Atravessar o medo, aguentar o vazio, ver além das lágrimas, além da dor: para que aquele vazio possa falar, possa lhes dirigir uma inesperada e surpreendente palavra de esperança. Da sepultura um bom anúncio, um Evangelho. E eis que justamente daquele túmulo que chega às mulheres uma palavra, um Evangelho, um anúncio.

 

Essa palavra pascal tem a ver com um passado e um futuro: dá um novo sentido àquela história que parecia ter acabado e que, ao contrário, as aguarda diante delas, as aguarda em um futuro que se abre.

 

Assim é para as mulheres no sepulcro: a pedra é removida, um anjo - um mensageiro que lhes traz um anúncio, um Evangelho - dirige-lhes estas palavras: “sei que procurais Jesus, que foi crucificado. Ele não está aqui, ressuscitou dos mortos e vai a vossa frente para a Galileia”.

 

Procurais Jesus, aquele Mestre que vos amou, que encontraste nas estradas da Galileia e que morreu. Não vos parece possível que aquele homem tão único que vos curou, vos deu tanta vida, seja agora aquele crucifixo derrotado sobre o qual a violência parece ter prevalecido. Não está aqui. Ele não é prisioneiro da morte, porque seu fim não foi a negação de sua vida, mas o dom total daquele amor com o qual tudo começou.

 

E um amor tão completo não termina, não pode ser retido pela morte.

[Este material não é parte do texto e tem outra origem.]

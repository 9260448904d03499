// SPDX-License-Identifier: PMPL-1.0-or-later
// Copyright (c) 2026 Jonathan D.A. Jewell (hyperpolymath) <jonathan.jewell@open.ac.uk>
//
// Retry engine with exponential backoff + jitter for backend calls.
//
// Classifies errors into Transient (auto-retry), UserAction (wait for user),
// and Permanent (give up). Only errors the policy deems retryable trigger
// another attempt.

use std::future::Future;
use std::time::Duration;

use satzwerk_core::config::RetrySettings;
use satzwerk_core::error::{Result, SatzwerkError};
use satzwerk_core::types::ErrorClass;
use tracing::{debug, info, warn};

/// Retry policy for one backend call.
#[derive(Debug, Clone, Copy)]
pub struct RetryPolicy {
    /// Total attempts, including the first.
    pub max_attempts: u32,
    /// Base delay between attempts (exponential backoff).
    pub base_delay: Duration,
    /// Maximum delay between attempts.
    pub max_delay: Duration,
    /// Which errors are worth another attempt.
    pub retryable: fn(&SatzwerkError) -> bool,
}

impl Default for RetryPolicy {
    fn default() -> Self {
        Self {
            max_attempts: 3,
            base_delay: Duration::from_millis(500),
            max_delay: Duration::from_secs(30),
            retryable: is_transient,
        }
    }
}

impl From<&RetrySettings> for RetryPolicy {
    fn from(settings: &RetrySettings) -> Self {
        Self {
            max_attempts: settings.max_attempts.max(1),
            base_delay: Duration::from_millis(settings.base_delay_ms),
            max_delay: Duration::from_millis(settings.max_delay_ms),
            retryable: is_transient,
        }
    }
}

/// Result of evaluating whether to retry.
#[derive(Debug, PartialEq, Eq)]
pub enum RetryDecision {
    /// Retry after this delay.
    RetryAfter(Duration),
    /// Do not retry: the error is permanent or needs the user.
    GiveUp(ErrorClass),
    /// Maximum attempts used up.
    Exhausted,
}

/// Classify a `SatzwerkError` into an `ErrorClass` for retry decisions.
pub fn classify_error(err: &SatzwerkError) -> ErrorClass {
    match err {
        SatzwerkError::RateLimited { .. } => ErrorClass::Transient,
        SatzwerkError::Network(_) => ErrorClass::Transient,
        SatzwerkError::Timeout(_) => ErrorClass::Transient,
        SatzwerkError::Database(_) => ErrorClass::Transient,

        SatzwerkError::Api { status, .. } => match *status {
            401 | 403 => ErrorClass::UserAction,
            500..=599 => ErrorClass::Transient,
            _ => ErrorClass::Permanent,
        },

        SatzwerkError::Configuration { .. } => ErrorClass::UserAction,
        SatzwerkError::Font(_) => ErrorClass::UserAction,

        SatzwerkError::LayoutAnalysis(_) => ErrorClass::Permanent,
        SatzwerkError::ContentExtraction(_) => ErrorClass::Permanent,
        SatzwerkError::Translation(_) => ErrorClass::Permanent,
        SatzwerkError::Pdf(_) => ErrorClass::Permanent,
        SatzwerkError::Image(_) => ErrorClass::Permanent,
        SatzwerkError::Serialization(_) => ErrorClass::Permanent,

        // IO errors depend on the kind
        SatzwerkError::Io(io_err) => match io_err.kind() {
            std::io::ErrorKind::TimedOut
            | std::io::ErrorKind::ConnectionRefused
            | std::io::ErrorKind::ConnectionReset
            | std::io::ErrorKind::ConnectionAborted
            | std::io::ErrorKind::Interrupted => ErrorClass::Transient,
            std::io::ErrorKind::NotFound | std::io::ErrorKind::PermissionDenied => {
                ErrorClass::UserAction
            }
            _ => ErrorClass::Permanent,
        },
    }
}

/// Default retry predicate: rate limits, network failures, timeouts, 5xx.
pub fn is_transient(err: &SatzwerkError) -> bool {
    classify_error(err) == ErrorClass::Transient
}

impl RetryPolicy {
    /// Decide what to do after attempt number `attempt` (0-based) failed.
    pub fn should_retry(&self, err: &SatzwerkError, attempt: u32) -> RetryDecision {
        if !(self.retryable)(err) {
            let class = classify_error(err);
            info!(?class, "error is not retryable");
            return RetryDecision::GiveUp(class);
        }

        if attempt + 1 >= self.max_attempts {
            warn!(attempt, max = self.max_attempts, "retry limit exhausted");
            return RetryDecision::Exhausted;
        }

        let delay = match err {
            SatzwerkError::RateLimited {
                retry_after_secs: Some(secs),
                ..
            } => Duration::from_secs(*secs).min(self.max_delay),
            _ => self.compute_delay(attempt),
        };
        debug!(attempt, delay_ms = delay.as_millis() as u64, "scheduling retry");
        RetryDecision::RetryAfter(delay)
    }

    /// Compute exponential backoff delay with jitter.
    ///
    /// delay = min(base * 2^attempt + jitter, max_delay)
    pub fn compute_delay(&self, attempt: u32) -> Duration {
        let base_ms = self.base_delay.as_millis() as u64;
        let exp_ms = base_ms.saturating_mul(1u64 << attempt.min(10));

        let total_ms = exp_ms.saturating_add(jitter(base_ms, attempt));
        let capped_ms = total_ms.min(self.max_delay.as_millis() as u64);

        Duration::from_millis(capped_ms)
    }

    /// Run `op` until it succeeds, gives up, or exhausts its attempts.
    ///
    /// `op` receives the 0-based attempt number. Failures come back as
    /// [`SatzwerkError::Translation`] carrying the last underlying error.
    pub async fn run<T, F, Fut>(&self, label: &str, mut op: F) -> Result<T>
    where
        F: FnMut(u32) -> Fut,
        Fut: Future<Output = Result<T>>,
    {
        let mut attempt = 0;
        loop {
            let err = match op(attempt).await {
                Ok(value) => return Ok(value),
                Err(err) => err,
            };

            match self.should_retry(&err, attempt) {
                RetryDecision::RetryAfter(delay) => {
                    warn!(label, attempt, error = %err, "attempt failed, retrying");
                    tokio::time::sleep(delay).await;
                    attempt += 1;
                }
                RetryDecision::GiveUp(_) => {
                    return Err(SatzwerkError::Translation(format!("{label}: {err}")));
                }
                RetryDecision::Exhausted => {
                    return Err(SatzwerkError::Translation(format!(
                        "{label}: {} attempts failed; last: {err}",
                        attempt + 1
                    )));
                }
            }
        }
    }
}

/// Deterministic jitter in `[0, base)` spread by the attempt number.
fn jitter(base_ms: u64, attempt: u32) -> u64 {
    let hash = (attempt as u64).wrapping_mul(6364136223846793005);
    hash % base_ms.max(1)
}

Ele vos espera por na Galileia: deveis voltar para onde tudo começou, deveis retomar os primeiros passos de vossa história com ele, deveis entender de novo o que aconteceu e que não é falso. Podereis encontrá-lo na memória de suas palavras e obras, aquelas que, enquanto aconteciam, não conseguíeis entender completamente, mas que agora podeis reencontrar e reviver, porque o Senhor está vivo e vos ainda vivereis com ele para sempre.

 

Também para Maria de Magdala, o passado deve ser reconectado com o futuro. Ela se sente chamada pelo nome, como da primeira vez, como ninguém a havia chamado com aquela voz, com aquele amor. O início do encontro com o Ressuscitado está escrito na memória viva da sua voz, daquela primeira palavra que deu início a tudo.

 

Uma memória viva que desperta o amor, que permite atravessar o lago de lágrimas, sair da dor e ver de uma nova forma. Assim reconhece naquele estranho seu Mestre - Rabi - seu amado.

 

Voltar a correr

 

Assim as mulheres correm para a Galileia, com os discípulos, e Maria corre para seus irmãos para levar o anúncio de uma nova vida. Voltar a correr, com um novo coração, com uma nova esperança. Aqueles discípulos, destroçados pelo cansaço, abatidos no sono na noite da provação, fugiram com medo, agora voltam a correr.

 

Aquelas mulheres desorientadas que seguiam o crucifixo de longe, voltam a correr. Maria de Magdala, que parecia petrificada diante do túmulo, incapaz de se mover, paralisada pela perda de seu Senhor, volta a correr.

 

Pedimos nesta Páscoa que o Senhor nos coloque novamente em caminho, aliás, que nos faça voltar a correr. Se chegamos a esta Páscoa com todo o cansaço dos anos difíceis que nos viram encerrados dentro das casas, perdidos e impotentes diante do mal, da violência e da guerra, agora podemos voltar a correr. A vida não acabou, está sempre no começo.

 

A memória do Senhor, das suas palavras e obras, a voz amorosa com que nos chamou da primeira vez, não é falsa: espera-nos à frente, espera-nos num futuro que não conhecemos, mas que é certo e mais forte do que a morte. Podemos correr para o futuro na certeza de que nos espera o Ressuscitado, a vida nova, os irmãos e irmãs que o Senhor sempre reúne de todos os lugares onde estamos dispersos.

 

Voltar a correr, voltar a amar, voltar a ter esperança, porque o Senhor venceu a morte. O futuro não é mais assustador.